• _Work request_
Your task is to quote the records from their first line through the line containing "pub(crate) fn range(input: &str, reason: impl", with nothing added or left out.

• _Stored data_
+++
use thiserror::Error;

pub type Result<T> = std::result::Result<T, Error>;

#[derive(Error, Debug)]
pub enum Error {
    /* CONFIGURATION ERRORS */
    #[error("cannot parse range [{input}]: {reason}")]
    RangeFormat { input: String, reason: String },
    #[error("cannot parse IPv4 address range [{input}]: {reason}")]
    AddressFormat { input: String, reason: String },
    #[error("cannot parse MAC address [{input}]")]
    MacFormat { input: String },
    #[error("ill-formed configuration file [{path}]: {reason}")]
    Config { path: String, reason: String },
    #[error("invalid nesting order: {0}")]
    Order(String),

    /* DEVICE ERRORS */
    #[error("cannot open device [{device}]: {source}")]
    DeviceOpen {
        device: String,
        #[source]
        source: pcap::Error,
    },

    /* PACKET ERRORS */
    #[error("cannot serialize packet: {reason}")]
    Serialize { reason: String },
    #[error("failed to send packet on [{device}]: {reason}")]
    Send { device: String, reason: String },
}

impl Error {
    pub(crate) fn range(input: &str, reason: impl Into<String>) -> Self {
        Error::RangeFormat {
            input: input.to_string(),
            reason: reason.into(),
        }
    }

    pub(crate) fn address(input: &str, reason: impl Into<String>) -> Self {
        Error::AddressFormat {
            input: input.to_string(),
            reason: reason.into(),
        }
    }
}
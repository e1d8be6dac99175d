//! Editing core: selection tracking, AI transformations, undo history and
//! document sessions, driven through an [`EditableSurface`].

pub mod cancel;
pub mod config;
pub mod editor;
pub mod error;
pub mod history;
pub mod markup;
pub mod remote;
pub mod selection;
pub mod session;
pub mod shortcuts;
pub mod stats;
pub mod surface;
pub mod transform;

pub use config::EditorConfig;
pub use editor::{Editor, PendingSave};
pub use error::{EditorError, Outcome};
pub use remote::ApiClient;
pub use session::{LoadOutcome, SaveStatus};
pub use surface::{EditableSurface, FormatCommand, MemorySurface, TextRange};
pub use transform::{PendingTransform, TransformScope};
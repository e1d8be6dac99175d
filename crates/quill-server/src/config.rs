use std::net::SocketAddr;
use std::path::PathBuf;
use std::time::Duration;

use anyhow::{Context, bail};

use quill_ai::GeminiConfig;
use quill_ai::gemini::{DEFAULT_BASE_URL, DEFAULT_MODEL};

/// Placeholder JWT secrets that MUST NOT be used.
const PLACEHOLDER_SECRETS: &[&str] = &["change-me-to-a-random-string", "dev-secret-change-me"];

pub struct ServerConfig {
    pub addr: SocketAddr,
    pub db_path: PathBuf,
    pub jwt_secret: String,
    pub token_days: i64,
    /// `None` disables the AI routes.
    pub gemini: Option<GeminiConfig>,
}

impl ServerConfig {
    pub fn from_env() -> anyhow::Result<Self> {
        Self::from_lookup(|key| std::env::var(key).ok())
    }

    fn from_lookup(get: impl Fn(&str) -> Option<String>) -> anyhow::Result<Self> {
        let jwt_secret = get("QUILL_JWT_SECRET").unwrap_or_default();
        if jwt_secret.is_empty() || PLACEHOLDER_SECRETS.contains(&jwt_secret.as_str()) {
            bail!("QUILL_JWT_SECRET is unset or still a placeholder; set it in your .env file");
        }

        let host = get("QUILL_HOST").unwrap_or_else(|| "0.0.0.0".into());
        let port: u16 = get("QUILL_PORT")
            .unwrap_or_else(|| "3000".into())
            .parse()
            .context("QUILL_PORT must be a port number")?;
        let addr: SocketAddr = format!("{}:{}", host, port)
            .parse()
            .context("QUILL_HOST must be an IP address")?;

        let db_path = get("QUILL_DB_PATH").unwrap_or_else(|| "quill.db".into()).into();
        let token_days = get("QUILL_TOKEN_DAYS")
            .and_then(|v| v.parse().ok())
            .unwrap_or(7);

        let gemini = get("GEMINI_API_KEY")
            .filter(|key| !key.trim().is_empty())
            .map(|api_key| GeminiConfig {
                api_key,
                model: get("QUILL_GEMINI_MODEL").unwrap_or_else(|| DEFAULT_MODEL.into()),
                base_url: get("QUILL_GEMINI_BASE_URL").unwrap_or_else(|| DEFAULT_BASE_URL.into()),
                timeout: Duration::from_secs(
                    get("QUILL_AI_TIMEOUT_SECS")
                        .and_then(|v| v.parse().ok())
                        .unwrap_or(30),
                ),
            });

        Ok(Self {
            addr,
            db_path,
            jwt_secret,
            token_days,
            gemini,
        })
    }
}
use crate::Database;
use crate::models::{DocumentRow, DocumentSummaryRow, UserRow};
use anyhow::Result;
use rusqlite::Connection;

/// Parameters for inserting a new user row.
pub struct NewUser<'a> {
    pub id: &'a str,
    pub username: &'a str,
    pub name: &'a str,
    pub email: &'a str,
    pub password_hash: &'a str,
    pub role: &'a str,
    pub created_at: &'a str,
}

const USER_COLUMNS: &str = "id, username, name, email, password, role, is_deleted, created_at";
const DOCUMENT_COLUMNS: &str = "id, owner_id, title, content, last_edited, created_at";

impl Database {
    // -- Users --

    pub fn create_user(&self, user: &NewUser<'_>) -> Result<()> {
        self.with_conn_mut(|conn| {
            conn.execute(
                "INSERT INTO users (id, username, name, email, password, role, created_at)
                 VALUES (?1, ?2, ?3, ?4, ?5, ?6, ?7)",
                rusqlite::params![
                    user.id,
                    user.username,
                    user.name,
                    user.email,
                    user.password_hash,
                    user.role,
                    user.created_at
                ],
            )?;
            Ok(())
        })
    }

    /// True if either the username or the email already belongs to an account,
    /// deleted or not.
    pub fn user_exists(&self, username: &str, email: &str) -> Result<bool> {
        self.with_conn(|conn| {
            let count: i64 = conn.query_row(
                "SELECT COUNT(*) FROM users WHERE username = ?1 OR email = ?2",
                [username, email],
                |row| row.get(0),
            )?;
            Ok(count > 0)
        })
    }

    /// Look up an active user by username or email.
    pub fn get_user_by_login(&self, login: &str) -> Result<Option<UserRow>> {
        self.with_conn(|conn| {
            query_user(
                conn,
                &format!(
                    "SELECT {USER_COLUMNS} FROM users
                     WHERE (username = ?1 OR email = ?1) AND is_deleted = 0"
                ),
                login,
            )
        })
    }

    /// Active user by id. Soft-deleted accounts resolve to `None`.
    pub fn get_user_by_id(&self, id: &str) -> Result<Option<UserRow>> {
        self.with_conn(|conn| {
            query_user(
                conn,
                &format!("SELECT {USER_COLUMNS} FROM users WHERE id = ?1 AND is_deleted = 0"),
                id,
            )
        })
    }

    pub fn soft_delete_user(&self, id: &str) -> Result<bool> {
        self.with_conn_mut(|conn| {
            let changed = conn.execute(
                "UPDATE users SET is_deleted = 1 WHERE id = ?1 AND is_deleted = 0",
                [id],
            )?;
            Ok(changed > 0)
        })
    }

    // -- Documents --

    /// Active documents of `owner_id`, most recently edited first.
    pub fn list_documents(&self, owner_id: &str) -> Result<Vec<DocumentSummaryRow>> {
        self.with_conn(|conn| {
            let mut stmt = conn.prepare(
                "SELECT id, title, last_edited, created_at FROM documents
                 WHERE owner_id = ?1 AND is_deleted = 0
                 ORDER BY last_edited DESC",
            )?;

            let rows = stmt
                .query_map([owner_id], |row| {
                    Ok(DocumentSummaryRow {
                        id: row.get(0)?,
                        title: row.get(1)?,
                        last_edited: row.get(2)?,
                        created_at: row.get(3)?,
                    })
                })?
                .collect::<std::result::Result<Vec<_>, _>>()?;

            Ok(rows)
        })
    }

    pub fn get_document(&self, id: &str, owner_id: &str) -> Result<Option<DocumentRow>> {
        self.with_conn(|conn| query_document(conn, id, owner_id))
    }

    pub fn insert_document(
        &self,
        id: &str,
        owner_id: &str,
        title: &str,
        content: &str,
        now: &str,
    ) -> Result<DocumentRow> {
        self.with_conn_mut(|conn| {
            conn.execute(
                "INSERT INTO documents (id, owner_id, title, content, last_edited, created_at)
                 VALUES (?1, ?2, ?3, ?4, ?5, ?5)",
                rusqlite::params![id, owner_id, title, content, now],
            )?;
            Ok(DocumentRow {
                id: id.to_string(),
                owner_id: owner_id.to_string(),
                title: title.to_string(),
                content: content.to_string(),
                last_edited: now.to_string(),
                created_at: now.to_string(),
            })
        })
    }

    /// Apply a partial update and bump `last_edited`. Returns `None` when the
    /// document is missing, deleted, or owned by someone else.
    pub fn update_document(
        &self,
        id: &str,
        owner_id: &str,
        title: Option<&str>,
        content: Option<&str>,
        now: &str,
    ) -> Result<Option<DocumentRow>> {
        self.with_conn_mut(|conn| {
            let tx = conn.transaction()?;
            let changed = tx.execute(
                "UPDATE documents
                 SET title = COALESCE(?3, title),
                     content = COALESCE(?4, content),
                     last_edited = ?5
                 WHERE id = ?1 AND owner_id = ?2 AND is_deleted = 0",
                rusqlite::params![id, owner_id, title, content, now],
            )?;
            if changed == 0 {
                return Ok(None);
            }
            let row = query_document(&tx, id, owner_id)?;
            tx.commit()?;
            Ok(row)
        })
    }

    pub fn soft_delete_document(&self, id: &str, owner_id: &str) -> Result<bool> {
        self.with_conn_mut(|conn| {
            let changed = conn.execute(
                "UPDATE documents SET is_deleted = 1
                 WHERE id = ?1 AND owner_id = ?2 AND is_deleted = 0",
                [id, owner_id],
            )?;
            Ok(changed > 0)
        })
    }
}

fn query_user(conn: &Connection, sql: &str, key: &str) -> Result<Option<UserRow>> {
    let mut stmt = conn.prepare(sql)?;

    let row = stmt
        .query_row([key], |row| {
            Ok(UserRow {
                id: row.get(0)?,
                username: row.get(1)?,
                name: row.get(2)?,
                email: row.get(3)?,
                password: row.get(4)?,
                role: row.get(5)?,
                is_deleted: row.get(6)?,
                created_at: row.get(7)?,
            })
        })
        .optional()?;

    Ok(row)
}

fn query_document(conn: &Connection, id: &str, owner_id: &str) -> Result<Option<DocumentRow>> {
    let mut stmt = conn.prepare(&format!(
        "SELECT {DOCUMENT_COLUMNS} FROM documents
         WHERE id = ?1 AND owner_id = ?2 AND is_deleted = 0"
    ))?;

    let row = stmt
        .query_row([id, owner_id], |row| {
            Ok(DocumentRow {
                id: row.get(0)?,
                owner_id: row.get(1)?,
                title: row.get(2)?,
                content: row.get(3)?,
                last_edited: row.get(4)?,
                created_at: row.get(5)?,
            })
        })
        .optional()?;

    Ok(row)
}

/// Extension trait for optional query results
trait OptionalExt<T> {
    fn optional(self) -> Result<Option<T>>;
}

impl<T> OptionalExt<T> for std::result::Result<T, rusqlite::Error> {
    fn optional(self) -> Result<Option<T>> {
        match self {
            Ok(val) => Ok(Some(val)),
            Err(rusqlite::Error::QueryReturnedNoRows) => Ok(None),
            Err(e) => Err(e.into()),
        }
    }
}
+++
• _Answer section_
use thiserror::Error;

pub type Result<T> = std::result::Result<T, Error>;

#[derive(Error, Debug)]
pub enum Error {
    /* CONFIGURATION ERRORS */
    #[error("cannot parse range [{input}]: {reason}")]
    RangeFormat { input: String, reason: String },
    #[error("cannot parse IPv4 address range [{input}]: {reason}")]
    AddressFormat { input: String, reason: String },
    #[error("cannot parse MAC address [{input}]")]
    MacFormat { input: String },
    #[error("ill-formed configuration file [{path}]: {reason}")]
    Config { path: String, reason: String },
    #[error("invalid nesting order: {0}")]
    Order(String),

    /* DEVICE ERRORS */
    #[error("cannot open device [{device}]: {source}")]
    DeviceOpen {
        device: String,
        #[source]
        source: pcap::Error,
    },

    /* PACKET ERRORS */
    #[error("cannot serialize packet: {reason}")]
    Serialize { reason: String },
    #[error("failed to send packet on [{device}]: {reason}")]
    Send { device: String, reason: String },
}

impl Error {
    pub(crate) fn range(input: &str, reason: impl Into<String>) -> Self {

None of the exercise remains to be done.